Quando invece si vuole mettere alla prova il software in un uso normale di interazione con un Umano allora è necessario un test manuale. Noi di Garda Informatica prima di rilasciare un software svolgiamo sempre dei test manuali. La regola interna è che chi ha sviluppato il software non sarà la persona che lo testa, ma il testing verrà condotto da un altro collega che è anch’esso uno sviluppatore software. In altri termini ci si scambia il software da testare. Questo approccio è fondamentale per i seguenti motivi:

  • Se lo sviluppatore testa il suo stesso software, rischia di non metterci la giusta enfasi per far emergere i bug sicuramente presenti e quindi rischia di non trovarli;
  • Testare il software scritto da altri permette di ragionare in modo diverso da chi lo ha scritto e quindi seguire dei percorsi di uso e quindi di test diversi da quelli che aveva previsto l’autore del software;
  • Il fatto che il test lo faccia sempre uno sviluppatore è fondamentale perché uno sviluppatore ha la malizia per sapere come provare a mettere in difficoltà il software e per sapere dove è meglio agire per cercare di far emergere i bug;

Oltre ai test già citati, tipici per applicazioni gestionali e web app, vengono anche svolti tutta una serie di test automatici per quei software sviluppati con linguaggi di programmazione più a basso livello nei contesti di visione artificiale e di automazione industriale. In questi casi infatti, il linguaggio di programmazione utilizzato, per questioni di efficienza computazionale, è più ostico perché più vicino alla macchina. Di conseguenza il programmatore deve preoccuparsi di aspetti più vicini alla macchina come ad esempio evitare i memory leak o gli accessi a posizioni non valide della memoria. In questi casi si possono utilizzare dei tool come Visual Leak Detector che aiutano a scovare gli errori di programmazione.

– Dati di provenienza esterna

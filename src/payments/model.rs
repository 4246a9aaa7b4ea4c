//! Payment webhook payloads

use rust_decimal::Decimal;
use serde::{Deserialize, Serialize};
use uuid::Uuid;

#[derive(Debug, Serialize, Deserialize, Clone, Copy, PartialEq, Eq)]
pub enum PaymentEventKind {
    #[serde(rename = "charge.success")]
    ChargeSuccess,
    #[serde(rename = "transfer.failed")]
    TransferFailed,
    #[serde(other)]
    Other,
}

/// What a charge paid for, as tagged by the checkout that created it
#[derive(Debug, Serialize, Deserialize, Clone, Copy, PartialEq, Eq)]
#[serde(rename_all = "snake_case")]
pub enum PaymentType {
    #[serde(alias = "managementFee")]
    ManagementFee,
    #[serde(alias = "dueDiligence")]
    DueDiligence,
    #[serde(alias = "loanRepayment")]
    LoanRepayment,
    #[serde(other)]
    Other,
}

#[derive(Debug, Serialize, Deserialize, Clone, PartialEq)]
pub struct PaymentMetadata {
    pub application_id: Option<Uuid>,
    #[serde(rename = "paymentType")]
    pub payment_type: Option<PaymentType>,
    pub repayment_id: Option<Uuid>,
}

#[derive(Debug, Serialize, Deserialize, Clone, PartialEq)]
pub struct PaymentData {
    pub reference: String,
    pub amount: Option<Decimal>,
    pub metadata: Option<PaymentMetadata>,
}

#[derive(Debug, Serialize, Deserialize, Clone, PartialEq)]
pub struct PaymentEvent {
    pub event: PaymentEventKind,
    pub data: PaymentData,
}

/// What the webhook did with an event
#[derive(Debug, Serialize, Clone, Copy, PartialEq, Eq)]
#[serde(rename_all = "snake_case")]
pub enum PaymentOutcome {
    ManagementFeeRecorded,
    DueDiligenceRecorded,
    RepaymentRecorded,
    Ignored,
}
//! JWT issuance and validation

use std::sync::Arc;

use chrono::{Duration, Utc};
use jsonwebtoken::{decode, encode, errors::ErrorKind, DecodingKey, EncodingKey, Header, Validation};
use serde::{Deserialize, Serialize};
use thiserror::Error;
use uuid::Uuid;

use crate::models::Actor;

/// JWT-related errors
#[derive(Error, Debug)]
pub enum JwtError {
    #[error("Token encoding failed: {0}")]
    EncodingFailed(String),

    #[error("Token decoding failed: {0}")]
    DecodingFailed(String),

    #[error("Token expired")]
    TokenExpired,

    #[error("Invalid token: {0}")]
    InvalidToken(String),
}

#[derive(Debug, Serialize, Deserialize, Clone, Copy, PartialEq, Eq)]
#[serde(rename_all = "lowercase")]
pub enum Role {
    Buyer,
    Developer,
    Lender,
    Admin,
}

/// JWT claims for access tokens
#[derive(Debug, Serialize, Deserialize, Clone)]
pub struct Claims {
    /// Subject (user ID)
    pub sub: String,
    /// Organization the user acts for, if any
    #[serde(default, skip_serializing_if = "Option::is_none")]
    pub org: Option<String>,
    pub role: Role,
    /// Issued at (Unix timestamp)
    pub iat: i64,
    /// Expiration (Unix timestamp)
    pub exp: i64,
}

impl Claims {
    pub fn actor(&self) -> Result<Actor, JwtError> {
        let user_id =
            Uuid::parse_str(&self.sub).map_err(|e| JwtError::InvalidToken(e.to_string()))?;
        let organization_id = self
            .org
            .as_deref()
            .map(Uuid::parse_str)
            .transpose()
            .map_err(|e| JwtError::InvalidToken(e.to_string()))?;

        Ok(Actor {
            user_id,
            organization_id,
        })
    }
}

/// Sign a token for an actor
pub fn issue_token(
    actor: &Actor,
    role: Role,
    secret: &str,
    ttl_seconds: i64,
) -> Result<String, JwtError> {
    let now = Utc::now();
    let claims = Claims {
        sub: actor.user_id.to_string(),
        org: actor.organization_id.map(|id| id.to_string()),
        role,
        iat: now.timestamp(),
        exp: (now + Duration::seconds(ttl_seconds)).timestamp(),
    };

    encode(
        &Header::default(),
        &claims,
        &EncodingKey::from_secret(secret.as_bytes()),
    )
    .map_err(|e| JwtError::EncodingFailed(e.to_string()))
}

/// Verify and decode a JWT token
pub fn verify_token(token: &str, secret: &str) -> Result<Claims, JwtError> {
    let mut validation = Validation::default();
    validation.validate_exp = true;

    let token_data = decode::<Claims>(
        token,
        &DecodingKey::from_secret(secret.as_bytes()),
        &validation,
    )
    .map_err(|e| match e.kind() {
        ErrorKind::ExpiredSignature => JwtError::TokenExpired,
        _ => JwtError::DecodingFailed(e.to_string()),
    })?;

    Ok(token_data.claims)
}

/// Shared verification key, extracted from router state
#[derive(Clone)]
pub struct TokenVerifier {
    secret: Arc<str>,
}

impl TokenVerifier {
    pub fn new(secret: &str) -> Self {
        Self {
            secret: Arc::from(secret),
        }
    }

    pub fn verify(&self, token: &str) -> Result<Claims, JwtError> {
        verify_token(token, &self.secret)
    }
}
//! Review request models

use chrono::{DateTime, Utc};
use serde::{Deserialize, Serialize};
use uuid::Uuid;

use crate::application::FinancingType;
use crate::models::{Decision, DecisionStatus, OrganizationType};

/// The approval processes this backend drives
#[derive(Debug, Clone, Copy, PartialEq, Eq)]
pub enum ReviewKind {
    OfferLetter(FinancingType),
    EscrowMeeting,
}

impl ReviewKind {
    /// Label stored on review requests and stage configuration rows
    pub fn request_type(&self) -> String {
        match self {
            ReviewKind::OfferLetter(financing) => format!("Offer Letter - {}", financing.label()),
            ReviewKind::EscrowMeeting => "Escrow Meeting Request".to_string(),
        }
    }
}

/// What happens when a non-final stage rejects
#[derive(Debug, Clone, Copy, PartialEq, Eq, Default, Serialize, Deserialize)]
#[serde(rename_all = "lowercase")]
pub enum RejectionPolicy {
    /// The request is rejected immediately and no further stages are created
    #[default]
    Halt,
    /// The rejection is recorded and the next stage is still created; the
    /// final stage decides the request
    Continue,
}

impl RejectionPolicy {
    pub fn parse(s: &str) -> Option<Self> {
        match s.to_lowercase().as_str() {
            "halt" => Some(RejectionPolicy::Halt),
            "continue" => Some(RejectionPolicy::Continue),
            _ => None,
        }
    }
}

#[derive(Debug, Serialize, Deserialize, sqlx::FromRow, Clone, PartialEq)]
pub struct ReviewRequest {
    pub id: Uuid,
    pub initiator_id: Uuid,
    pub request_type: String,
    pub status: DecisionStatus,
    pub candidate_name: String,
    pub submitted_at: DateTime<Utc>,
    pub resolved_at: Option<DateTime<Utc>>,
}

/// Stage configuration row, ordered by `stage_order` within a request type
#[derive(Debug, Serialize, Deserialize, sqlx::FromRow, Clone, PartialEq)]
pub struct ReviewStage {
    pub id: Uuid,
    pub request_type: String,
    pub name: String,
    pub organization_type: OrganizationType,
    pub stage_order: i32,
}

/// One stage instance of a review request
#[derive(Debug, Serialize, Deserialize, sqlx::FromRow, Clone, PartialEq)]
pub struct ReviewApproval {
    pub id: Uuid,
    pub review_request_id: Uuid,
    pub stage_id: Uuid,
    pub organization_id: Uuid,
    pub status: DecisionStatus,
    pub approver_id: Option<Uuid>,
    pub decided_at: Option<DateTime<Utc>>,
    pub created_at: DateTime<Utc>,
}

/// Result of resolving one approval
#[derive(Debug, Clone, Serialize)]
pub struct ReviewOutcome {
    pub request: ReviewRequest,
    pub resolved: ReviewApproval,
    /// Approval created for the following stage, if any
    pub next: Option<ReviewApproval>,
    /// Set when this resolution ended the request
    pub terminal: Option<DecisionStatus>,
}

/// Request DTO for resolving an approval
#[derive(Debug, Deserialize)]
pub struct ResolveApprovalRequest {
    pub decision: Decision,
}

#[cfg(test)]
mod tests {
    use super::*;

    #[test]
    fn test_request_type_labels() {
        assert_eq!(
            ReviewKind::OfferLetter(FinancingType::Outright).request_type(),
            "Offer Letter - Outright"
        );
        assert_eq!(
            ReviewKind::EscrowMeeting.request_type(),
            "Escrow Meeting Request"
        );
    }

    #[test]
    fn test_rejection_policy_parse() {
        assert_eq!(RejectionPolicy::parse("HALT"), Some(RejectionPolicy::Halt));
        assert_eq!(RejectionPolicy::parse("continue"), Some(RejectionPolicy::Continue));
        assert_eq!(RejectionPolicy::parse("skip"), None);
    }
}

Infine, una strategia per produrre software di qualità è quella di prevenire l’introduzione di errori nel software, ma per poterla mettere in pratica bisogna affrontare lo sviluppo del software in tutt’altro modo. Ne abbiamo parlato nell’articolo Come fate a creare Applicazioni Web Su Misura a prezzi contenuti?.

Non bisogna dimenticare inoltre che l’Alfa test può solo cercare di ridurre il numero di bug presenti nel software, ma fondamentale è la fase di Beta testing in cui è compito del committente verificare che il software sia conforme alle proprie esigenze. In altri termini il cliente, con il suo giudizio, è l’unico responsabile della correttezza di un software.